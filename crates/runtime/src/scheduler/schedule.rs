//! Schedule kinds and next-occurrence math, timezone-aware.

use anyhow::{Result, bail};
use chrono::{DateTime, Datelike, Duration, NaiveTime, TimeZone, Timelike, Utc, Weekday};
use chrono_tz::Tz;
use serde::{Deserialize, Serialize};

/// Minimum interval for interval-schedules.
pub const MIN_INTERVAL_MINUTES: u32 = 5;

/// When a local task runs.
#[derive(Debug, Clone, PartialEq, Serialize, Deserialize)]
#[serde(tag = "kind", rename_all = "snake_case")]
pub enum Schedule {
    /// Every day at a local wall-clock time.
    Daily { time: NaiveTime },
    /// Once a week.
    Weekly { day: Weekday, time: NaiveTime },
    /// Top of every hour.
    Hourly,
    /// Every N minutes, N ≥ 5.
    Interval { minutes: u32 },
}

impl Schedule {
    pub fn validate(&self) -> Result<()> {
        if let Schedule::Interval { minutes } = self {
            if *minutes < MIN_INTERVAL_MINUTES {
                bail!("interval must be at least {MIN_INTERVAL_MINUTES} minutes, got {minutes}");
            }
        }
        Ok(())
    }

    /// First occurrence strictly after `after`, computed in `tz`.
    pub fn next_occurrence(&self, after: DateTime<Utc>, tz: Tz) -> DateTime<Utc> {
        match self {
            Schedule::Daily { time } => {
                let local = after.with_timezone(&tz);
                let mut candidate_date = local.date_naive();
                if local.time() >= *time {
                    candidate_date += Duration::days(1);
                }
                local_datetime(tz, candidate_date, *time)
            }
            Schedule::Weekly { day, time } => {
                let local = after.with_timezone(&tz);
                let mut candidate_date = local.date_naive();
                // Walk forward to the requested weekday; same-day only if the
                // time has not passed yet.
                for _ in 0..8 {
                    if candidate_date.weekday() == *day
                        && (candidate_date != local.date_naive() || local.time() < *time)
                    {
                        break;
                    }
                    candidate_date += Duration::days(1);
                }
                local_datetime(tz, candidate_date, *time)
            }
            Schedule::Hourly => {
                let truncated = after
                    .with_minute(0)
                    .and_then(|t| t.with_second(0))
                    .and_then(|t| t.with_nanosecond(0))
                    .unwrap_or(after);
                truncated + Duration::hours(1)
            }
            Schedule::Interval { minutes } => after + Duration::minutes(i64::from(*minutes)),
        }
    }
}

/// Resolve a local wall-clock instant to UTC, biasing forward across DST
/// gaps.
fn local_datetime(tz: Tz, date: chrono::NaiveDate, time: NaiveTime) -> DateTime<Utc> {
    match tz.from_local_datetime(&date.and_time(time)) {
        chrono::LocalResult::Single(dt) => dt.with_timezone(&Utc),
        chrono::LocalResult::Ambiguous(first, _) => first.with_timezone(&Utc),
        chrono::LocalResult::None => {
            // Spring-forward gap: push an hour later.
            match tz.from_local_datetime(&(date.and_time(time) + Duration::hours(1))) {
                chrono::LocalResult::Single(dt) => dt.with_timezone(&Utc),
                chrono::LocalResult::Ambiguous(first, _) => first.with_timezone(&Utc),
                chrono::LocalResult::None => Utc::now(),
            }
        }
    }
}

/// Returns `true` when `now` falls inside `[start_hour, end_hour)` local
/// hours in `tz`. Handles windows that wrap midnight (e.g. 22 → 06).
pub fn is_in_window(now: DateTime<Utc>, tz: Tz, start_hour: u32, end_hour: u32) -> bool {
    let hour = now.with_timezone(&tz).hour();
    if start_hour <= end_hour {
        hour >= start_hour && hour < end_hour
    } else {
        hour >= start_hour || hour < end_hour
    }
}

::::

● **THE TASK**:
Please give all the lines above again, exactly as they read.

● **TASK OUTPUT**:
filename crates/runtime/src/scheduler/schedule.rs
//! Schedule kinds and next-occurrence math, timezone-aware.

use anyhow::{Result, bail};
use chrono::{DateTime, Datelike, Duration, NaiveTime, TimeZone, Timelike, Utc, Weekday};
use chrono_tz::Tz;
use serde::{Deserialize, Serialize};

/// Minimum interval for interval-schedules.
pub const MIN_INTERVAL_MINUTES: u32 = 5;

/// When a local task runs.
#[derive(Debug, Clone, PartialEq, Serialize, Deserialize)]
#[serde(tag = "kind", rename_all = "snake_case")]
pub enum Schedule {
    /// Every day at a local wall-clock time.
    Daily { time: NaiveTime },
    /// Once a week.
    Weekly { day: Weekday, time: NaiveTime },
    /// Top of every hour.
    Hourly,
    /// Every N minutes, N ≥ 5.
    Interval { minutes: u32 },
}

impl Schedule {
    pub fn validate(&self) -> Result<()> {
        if let Schedule::Interval { minutes } = self {
            if *minutes < MIN_INTERVAL_MINUTES {
                bail!("interval must be at least {MIN_INTERVAL_MINUTES} minutes, got {minutes}");
            }
        }
        Ok(())
    }

    /// First occurrence strictly after `after`, computed in `tz`.
    pub fn next_occurrence(&self, after: DateTime<Utc>, tz: Tz) -> DateTime<Utc> {
        match self {
            Schedule::Daily { time } => {
                let local = after.with_timezone(&tz);
                let mut candidate_date = local.date_naive();
                if local.time() >= *time {
                    candidate_date += Duration::days(1);
                }
                local_datetime(tz, candidate_date, *time)
            }
            Schedule::Weekly { day, time } => {
                let local = after.with_timezone(&tz);
                let mut candidate_date = local.date_naive();
                // Walk forward to the requested weekday; same-day only if the
                // time has not passed yet.
                for _ in 0..8 {
                    if candidate_date.weekday() == *day
                        && (candidate_date != local.date_naive() || local.time() < *time)
                    {
                        break;
                    }
                    candidate_date += Duration::days(1);
                }
                local_datetime(tz, candidate_date, *time)
            }
            Schedule::Hourly => {
                let truncated = after
                    .with_minute(0)
                    .and_then(|t| t.with_second(0))
                    .and_then(|t| t.with_nanosecond(0))
                    .unwrap_or(after);
                truncated + Duration::hours(1)
            }
            Schedule::Interval { minutes } => after + Duration::minutes(i64::from(*minutes)),
        }
    }
}

/// Resolve a local wall-clock instant to UTC, biasing forward across DST
/// gaps.
fn local_datetime(tz: Tz, date: chrono::NaiveDate, time: NaiveTime) -> DateTime<Utc> {
    match tz.from_local_datetime(&date.and_time(time)) {
        chrono::LocalResult::Single(dt) => dt.with_timezone(&Utc),
        chrono::LocalResult::Ambiguous(first, _) => first.with_timezone(&Utc),
        chrono::LocalResult::None => {
            // Spring-forward gap: push an hour later.
            match tz.from_local_datetime(&(date.and_time(time) + Duration::hours(1))) {
                chrono::LocalResult::Single(dt) => dt.with_timezone(&Utc),
                chrono::LocalResult::Ambiguous(first, _) => first.with_timezone(&Utc),
                chrono::LocalResult::None => Utc::now(),
            }
        }
    }
}

/// Returns `true` when `now` falls inside `[start_hour, end_hour)` local
/// hours in `tz`. Handles windows that wrap midnight (e.g. 22 → 06).
pub fn is_in_window(now: DateTime<Utc>, tz: Tz, start_hour: u32, end_hour: u32) -> bool {
    let hour = now.with_timezone(&tz).hour();
    if start_hour <= end_hour {
        hour >= start_hour && hour < end_hour
    } else {
        hour >= start_hour || hour < end_hour
    }
}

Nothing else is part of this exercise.